__Assignment__: Look through the records below and state how many lines carry the string "https", adding nothing.
*** Information ***
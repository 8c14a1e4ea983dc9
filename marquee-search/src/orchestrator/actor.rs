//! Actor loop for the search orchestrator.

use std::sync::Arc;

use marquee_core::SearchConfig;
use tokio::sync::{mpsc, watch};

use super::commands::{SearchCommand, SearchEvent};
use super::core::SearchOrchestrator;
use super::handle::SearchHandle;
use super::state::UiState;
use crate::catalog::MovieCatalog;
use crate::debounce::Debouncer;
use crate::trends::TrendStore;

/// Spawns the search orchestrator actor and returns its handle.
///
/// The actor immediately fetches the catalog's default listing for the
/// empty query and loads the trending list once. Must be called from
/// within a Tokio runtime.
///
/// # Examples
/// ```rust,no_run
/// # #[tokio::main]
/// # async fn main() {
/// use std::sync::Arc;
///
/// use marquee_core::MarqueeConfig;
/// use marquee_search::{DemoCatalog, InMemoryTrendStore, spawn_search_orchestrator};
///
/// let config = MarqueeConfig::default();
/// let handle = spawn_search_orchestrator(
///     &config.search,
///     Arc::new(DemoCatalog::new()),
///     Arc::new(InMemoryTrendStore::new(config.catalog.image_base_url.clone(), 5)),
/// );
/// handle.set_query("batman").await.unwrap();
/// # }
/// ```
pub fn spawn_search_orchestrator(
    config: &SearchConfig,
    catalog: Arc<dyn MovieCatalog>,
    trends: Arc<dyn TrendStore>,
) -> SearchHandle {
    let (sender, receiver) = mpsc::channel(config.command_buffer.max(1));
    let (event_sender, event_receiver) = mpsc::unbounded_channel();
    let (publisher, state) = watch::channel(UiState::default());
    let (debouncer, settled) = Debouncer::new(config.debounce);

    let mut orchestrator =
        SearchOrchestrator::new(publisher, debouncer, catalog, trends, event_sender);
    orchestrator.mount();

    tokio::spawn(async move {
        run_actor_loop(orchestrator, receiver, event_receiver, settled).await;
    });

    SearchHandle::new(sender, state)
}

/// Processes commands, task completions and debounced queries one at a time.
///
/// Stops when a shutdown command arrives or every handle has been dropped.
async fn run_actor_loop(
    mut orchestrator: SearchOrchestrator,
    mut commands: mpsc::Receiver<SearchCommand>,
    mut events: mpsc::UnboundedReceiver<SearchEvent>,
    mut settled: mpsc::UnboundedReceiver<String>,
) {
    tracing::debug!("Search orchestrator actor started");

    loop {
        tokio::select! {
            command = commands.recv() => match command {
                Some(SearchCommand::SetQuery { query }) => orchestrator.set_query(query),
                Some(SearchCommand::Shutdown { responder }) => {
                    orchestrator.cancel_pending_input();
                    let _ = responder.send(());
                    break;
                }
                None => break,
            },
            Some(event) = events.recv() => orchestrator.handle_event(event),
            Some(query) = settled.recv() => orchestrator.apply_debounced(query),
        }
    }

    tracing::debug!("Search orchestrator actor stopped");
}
***
*** Information ***
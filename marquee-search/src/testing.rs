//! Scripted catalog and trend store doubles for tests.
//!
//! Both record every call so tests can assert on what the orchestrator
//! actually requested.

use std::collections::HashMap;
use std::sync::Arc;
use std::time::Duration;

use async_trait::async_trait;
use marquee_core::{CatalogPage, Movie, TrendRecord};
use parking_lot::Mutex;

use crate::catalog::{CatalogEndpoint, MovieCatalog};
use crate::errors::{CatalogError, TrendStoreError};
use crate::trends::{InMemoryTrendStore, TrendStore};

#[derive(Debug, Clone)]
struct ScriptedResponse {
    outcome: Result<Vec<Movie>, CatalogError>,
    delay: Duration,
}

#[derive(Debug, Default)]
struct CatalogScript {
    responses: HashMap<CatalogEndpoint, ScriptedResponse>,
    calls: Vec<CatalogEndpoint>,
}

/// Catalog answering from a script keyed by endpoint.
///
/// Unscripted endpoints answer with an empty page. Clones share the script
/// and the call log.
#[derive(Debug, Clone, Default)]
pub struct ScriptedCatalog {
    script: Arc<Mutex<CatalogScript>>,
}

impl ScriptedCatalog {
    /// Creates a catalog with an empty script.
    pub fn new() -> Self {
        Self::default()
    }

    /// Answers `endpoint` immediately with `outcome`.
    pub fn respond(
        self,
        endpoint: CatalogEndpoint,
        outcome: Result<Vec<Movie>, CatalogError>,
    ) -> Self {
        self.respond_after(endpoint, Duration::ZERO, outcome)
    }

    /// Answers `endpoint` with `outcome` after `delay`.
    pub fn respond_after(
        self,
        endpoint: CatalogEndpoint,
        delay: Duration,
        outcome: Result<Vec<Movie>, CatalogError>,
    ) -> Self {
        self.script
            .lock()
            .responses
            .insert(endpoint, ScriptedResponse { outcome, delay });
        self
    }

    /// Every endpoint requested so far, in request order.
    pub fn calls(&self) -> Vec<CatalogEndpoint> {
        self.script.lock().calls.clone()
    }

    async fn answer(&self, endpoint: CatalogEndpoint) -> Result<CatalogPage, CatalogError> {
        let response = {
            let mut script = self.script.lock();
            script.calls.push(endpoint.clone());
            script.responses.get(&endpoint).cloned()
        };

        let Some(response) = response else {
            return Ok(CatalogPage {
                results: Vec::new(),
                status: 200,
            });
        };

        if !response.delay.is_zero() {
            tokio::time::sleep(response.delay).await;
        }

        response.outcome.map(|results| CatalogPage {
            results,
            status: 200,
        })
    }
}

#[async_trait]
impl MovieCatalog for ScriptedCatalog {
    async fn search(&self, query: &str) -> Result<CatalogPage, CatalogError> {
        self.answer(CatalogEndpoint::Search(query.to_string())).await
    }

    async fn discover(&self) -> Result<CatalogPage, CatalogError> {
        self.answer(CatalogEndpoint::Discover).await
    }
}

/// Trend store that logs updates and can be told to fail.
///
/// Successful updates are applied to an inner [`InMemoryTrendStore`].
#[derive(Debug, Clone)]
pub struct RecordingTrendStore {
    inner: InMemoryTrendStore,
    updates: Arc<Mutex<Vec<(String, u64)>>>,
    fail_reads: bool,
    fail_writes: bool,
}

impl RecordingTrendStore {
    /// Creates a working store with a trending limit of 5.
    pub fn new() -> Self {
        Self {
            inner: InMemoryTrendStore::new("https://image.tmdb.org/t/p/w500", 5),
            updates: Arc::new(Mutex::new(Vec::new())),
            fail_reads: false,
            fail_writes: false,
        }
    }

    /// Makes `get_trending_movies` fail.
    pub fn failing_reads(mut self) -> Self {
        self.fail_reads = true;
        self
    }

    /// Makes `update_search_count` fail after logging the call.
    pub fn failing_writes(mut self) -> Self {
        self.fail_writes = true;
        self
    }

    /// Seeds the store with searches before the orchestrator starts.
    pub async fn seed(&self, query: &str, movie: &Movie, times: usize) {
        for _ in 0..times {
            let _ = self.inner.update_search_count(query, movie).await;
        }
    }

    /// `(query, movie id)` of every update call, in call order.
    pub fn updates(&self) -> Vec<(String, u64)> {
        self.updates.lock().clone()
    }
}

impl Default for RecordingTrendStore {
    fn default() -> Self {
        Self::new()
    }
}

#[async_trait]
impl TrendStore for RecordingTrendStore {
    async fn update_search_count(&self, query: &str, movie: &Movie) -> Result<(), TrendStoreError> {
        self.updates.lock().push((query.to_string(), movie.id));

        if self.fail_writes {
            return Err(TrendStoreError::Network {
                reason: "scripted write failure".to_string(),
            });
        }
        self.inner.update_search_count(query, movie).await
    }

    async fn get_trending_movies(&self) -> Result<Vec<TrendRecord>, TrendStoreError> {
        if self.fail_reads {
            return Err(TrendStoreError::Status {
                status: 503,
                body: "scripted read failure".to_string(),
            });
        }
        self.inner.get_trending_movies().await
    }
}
***
*** Information ***
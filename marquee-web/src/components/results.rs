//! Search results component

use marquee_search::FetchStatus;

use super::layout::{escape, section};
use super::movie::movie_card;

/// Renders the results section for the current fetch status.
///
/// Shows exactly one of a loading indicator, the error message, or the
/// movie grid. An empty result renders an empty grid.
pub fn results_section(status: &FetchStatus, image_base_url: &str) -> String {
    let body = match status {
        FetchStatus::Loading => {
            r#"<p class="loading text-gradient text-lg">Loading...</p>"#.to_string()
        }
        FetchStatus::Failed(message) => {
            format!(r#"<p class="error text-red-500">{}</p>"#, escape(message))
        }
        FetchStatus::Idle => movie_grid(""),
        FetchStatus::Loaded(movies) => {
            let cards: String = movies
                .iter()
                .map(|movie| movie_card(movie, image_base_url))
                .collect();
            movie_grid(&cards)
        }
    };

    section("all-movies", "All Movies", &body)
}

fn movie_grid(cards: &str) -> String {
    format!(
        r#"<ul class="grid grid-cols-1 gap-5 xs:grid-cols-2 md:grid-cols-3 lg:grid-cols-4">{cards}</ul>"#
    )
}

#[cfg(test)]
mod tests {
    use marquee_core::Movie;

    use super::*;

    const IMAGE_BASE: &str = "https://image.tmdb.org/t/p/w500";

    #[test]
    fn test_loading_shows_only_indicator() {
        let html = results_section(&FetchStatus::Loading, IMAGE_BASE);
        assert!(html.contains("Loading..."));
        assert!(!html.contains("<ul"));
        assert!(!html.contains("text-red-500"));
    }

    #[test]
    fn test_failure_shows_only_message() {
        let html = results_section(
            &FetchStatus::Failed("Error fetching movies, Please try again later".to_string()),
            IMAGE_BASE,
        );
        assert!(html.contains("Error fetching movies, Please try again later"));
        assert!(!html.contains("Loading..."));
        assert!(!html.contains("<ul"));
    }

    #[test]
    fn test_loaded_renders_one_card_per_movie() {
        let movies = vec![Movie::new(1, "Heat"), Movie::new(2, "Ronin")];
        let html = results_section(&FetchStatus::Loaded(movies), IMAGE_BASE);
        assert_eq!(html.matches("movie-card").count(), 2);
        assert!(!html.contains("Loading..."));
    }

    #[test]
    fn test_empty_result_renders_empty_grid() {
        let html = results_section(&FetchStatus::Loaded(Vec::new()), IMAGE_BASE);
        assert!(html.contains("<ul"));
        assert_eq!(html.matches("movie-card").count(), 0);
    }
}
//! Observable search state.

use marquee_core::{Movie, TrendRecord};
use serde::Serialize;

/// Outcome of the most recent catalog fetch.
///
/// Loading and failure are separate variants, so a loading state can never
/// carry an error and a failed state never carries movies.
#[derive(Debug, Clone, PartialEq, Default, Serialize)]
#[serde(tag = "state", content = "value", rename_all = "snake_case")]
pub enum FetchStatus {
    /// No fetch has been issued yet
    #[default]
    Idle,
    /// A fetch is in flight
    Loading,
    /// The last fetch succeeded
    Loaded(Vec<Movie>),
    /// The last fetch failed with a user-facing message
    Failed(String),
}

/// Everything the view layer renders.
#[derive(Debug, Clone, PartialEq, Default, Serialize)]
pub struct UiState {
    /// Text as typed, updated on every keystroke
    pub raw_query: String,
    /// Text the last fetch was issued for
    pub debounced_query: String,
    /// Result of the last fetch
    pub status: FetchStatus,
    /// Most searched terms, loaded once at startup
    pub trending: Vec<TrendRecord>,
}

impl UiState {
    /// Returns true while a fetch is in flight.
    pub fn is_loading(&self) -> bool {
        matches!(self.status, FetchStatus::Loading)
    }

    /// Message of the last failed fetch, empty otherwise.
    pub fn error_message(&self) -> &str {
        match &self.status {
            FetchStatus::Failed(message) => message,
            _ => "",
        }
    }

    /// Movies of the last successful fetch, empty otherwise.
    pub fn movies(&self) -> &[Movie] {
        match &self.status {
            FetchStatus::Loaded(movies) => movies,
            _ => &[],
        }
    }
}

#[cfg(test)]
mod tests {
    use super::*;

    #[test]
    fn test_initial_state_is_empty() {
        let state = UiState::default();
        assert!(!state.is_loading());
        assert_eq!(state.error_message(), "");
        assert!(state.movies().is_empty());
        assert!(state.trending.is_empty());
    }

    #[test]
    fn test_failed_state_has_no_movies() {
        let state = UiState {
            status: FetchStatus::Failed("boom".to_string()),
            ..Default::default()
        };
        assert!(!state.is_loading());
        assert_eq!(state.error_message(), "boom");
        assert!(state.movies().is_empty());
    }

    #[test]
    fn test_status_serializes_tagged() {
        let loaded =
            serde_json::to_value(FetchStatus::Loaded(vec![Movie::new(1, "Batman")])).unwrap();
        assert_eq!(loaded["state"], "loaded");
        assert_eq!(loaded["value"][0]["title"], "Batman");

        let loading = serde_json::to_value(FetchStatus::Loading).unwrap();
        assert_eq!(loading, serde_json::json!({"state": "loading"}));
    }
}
***
__The completed task__: 2